Celebrating the first night Hanukkah, Israeli Prime Minister Benjamin Netanyahu gathered with soldiers of the IDF to light the first candle of the menorah and kick off the holiday.
Attended by Defense Minister Moshe Ya’alon and soldiers from the Lotar (counter-terrorism and hostage rescue) and Oketz (canine special forces) units of the IDF, the prime minister paralleled Israel’s fight for existence in modern times with the miracle of Hanukkah.
“I am proud to be here and light the first Hanukkah candle with you in the birthplace of the Maccabees,” he said. “We then stood, the few against the many, and we won. We set light against the darkness and we were victorious.”
“This battle is also taking place today. The battle for Israel’s revival is not over; it is taking place always,” Netanyahu added.
The prime minister shared a bit of personal family history, recalling the story of how his grandfather came to Israel with a vow to carry out the legacy of the Maccabees.

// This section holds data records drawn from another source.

use serde::{Deserialize, Serialize};

/// Whether an agent definition may be addressed directly by a caller
/// (`Primary`), only spawned as a child via the Sub-Agent Runner
/// (`Subagent`), or either (`All`).
#[derive(Debug, Clone, Copy, PartialEq, Eq, Serialize, Deserialize)]
#[serde(rename_all = "snake_case")]
pub enum AgentMode {
    Primary,
    Subagent,
    All,
}

/// A named agent configuration: system prompt fragment, default
/// vendor/model, allowed tools, and the step ceiling the Orchestrator
/// enforces for it (spec.md §3 Agent Definition).
///
/// Resolved by the Agent Registry from either a built-in definition or a
/// project-scoped `.agentflow/agents/*.toml` file (§4.3); project-scoped
/// definitions take precedence over built-ins of the same name, except for
/// reserved (built-in) names, which cannot be overridden.
#[derive(Debug, Clone, Serialize, Deserialize)]
pub struct AgentDefinition {
    pub name: String,
    pub mode: AgentMode,
    pub description: Option<String>,
    pub hidden: bool,
    pub default_vendor: Option<String>,
    pub default_model: Option<String>,
    pub temperature: Option<f32>,
    pub top_p: Option<f32>,
    pub step_ceiling: Option<u32>,
    pub prompt_fragment: Option<String>,
    pub tools: Vec<String>,
    pub built_in: bool,
}

impl AgentDefinition {
    /// Intersects the agent's declared tool set with the tools a registry
    /// currently exposes, preserving the agent's declared order. An agent
    /// that declares no tools gets the full registry set (spec.md §4.3
    /// Tool resolution rule).
    pub fn resolve_tools(&self, registry_tools: &[String]) -> Vec<String> {
        if self.tools.is_empty() {
            return registry_tools.to_vec();
        }
        self.tools
            .iter()
            .filter(|tool| registry_tools.iter().any(|r| r == *tool))
            .cloned()
            .collect()
    }
}

#[cfg(test)]
mod tests {
    use super::*;

    fn sample() -> AgentDefinition {
        AgentDefinition {
            name: "general".to_string(),
            mode: AgentMode::Primary,
            description: Some("primary coding agent".to_string()),
            hidden: false,
            default_vendor: Some("anthropic".to_string()),
            default_model: Some("claude-sonnet-4".to_string()),
            temperature: None,
            top_p: None,
            step_ceiling: Some(10),
            prompt_fragment: Some("You are a coding assistant.".to_string()),
            tools: vec!["read".to_string(), "write".to_string(), "bash".to_string()],
            built_in: true,
        }
    }

    #[test]
    fn resolve_tools_intersects_and_preserves_order() {
        let agent = sample();
        let registry = vec!["bash".to_string(), "read".to_string()];
        assert_eq!(agent.resolve_tools(&registry), vec!["read", "bash"]);
    }

    #[test]
    fn resolve_tools_excludes_unpermitted() {
        let agent = sample();
        let registry = vec!["read".to_string()];
        assert_eq!(agent.resolve_tools(&registry), vec!["read"]);
    }

    #[test]
    fn no_declared_tools_returns_full_registry() {
        let mut agent = sample();
        agent.tools = vec![];
        let registry = vec!["read".to_string(), "write".to_string()];
        assert_eq!(agent.resolve_tools(&registry), registry);
    }
}
//! Stream Processor and dialogue/system-prompt assembly for the agent
//! orchestration core (spec.md §4.4, §4.5).

pub mod dialogue;
pub mod error;
pub mod prompt;
pub mod stream_processor;

pub use dialogue::{flatten_message_text, rebuild_dialogue};
pub use error::{Error, Result};
pub use prompt::{assemble_system_prompt, PromptSections};
pub use stream_processor::{file_part, ProcessOutcome, StreamProcessor};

“I am here because my grandfather, Rabbi Natan Milkovsky Netanyahu, as a young person, studied in a yeshiva in Lithuania and one day he worked in a railway station with his younger brother Yehuda. He saw a group of anti-Semitic hooligans. They identified them as Jews, the yeshiva students, and they fell upon them. They ran toward them with clubs, shouting ‘Death to the Jews.””

“My grandfather told his younger brother Yehuda, ‘Run, I will stop them.’ He understood that he was going to sacrifice himself to save his younger brother. He was savagely beaten until he was almost dead. Sprawled in the mud and the snow, he told himself, ‘What a disgrace that the descendants of the Maccabees lay sprawled here in blood and dirt.’ Before he lost consciousness he vowed, ‘If I live, I will take my family and go to the Land of Israel in order to renew Jewish independence there and the Maccabees will rise again.’”
Netanyahu praised the IDF, which he called “the most moral army in the world,” for defending the Jewish state against extremism. The prime minster thanked Israel’s modern “Maccabees [who] have arisen again to defend the Jewish people” from “darkness.”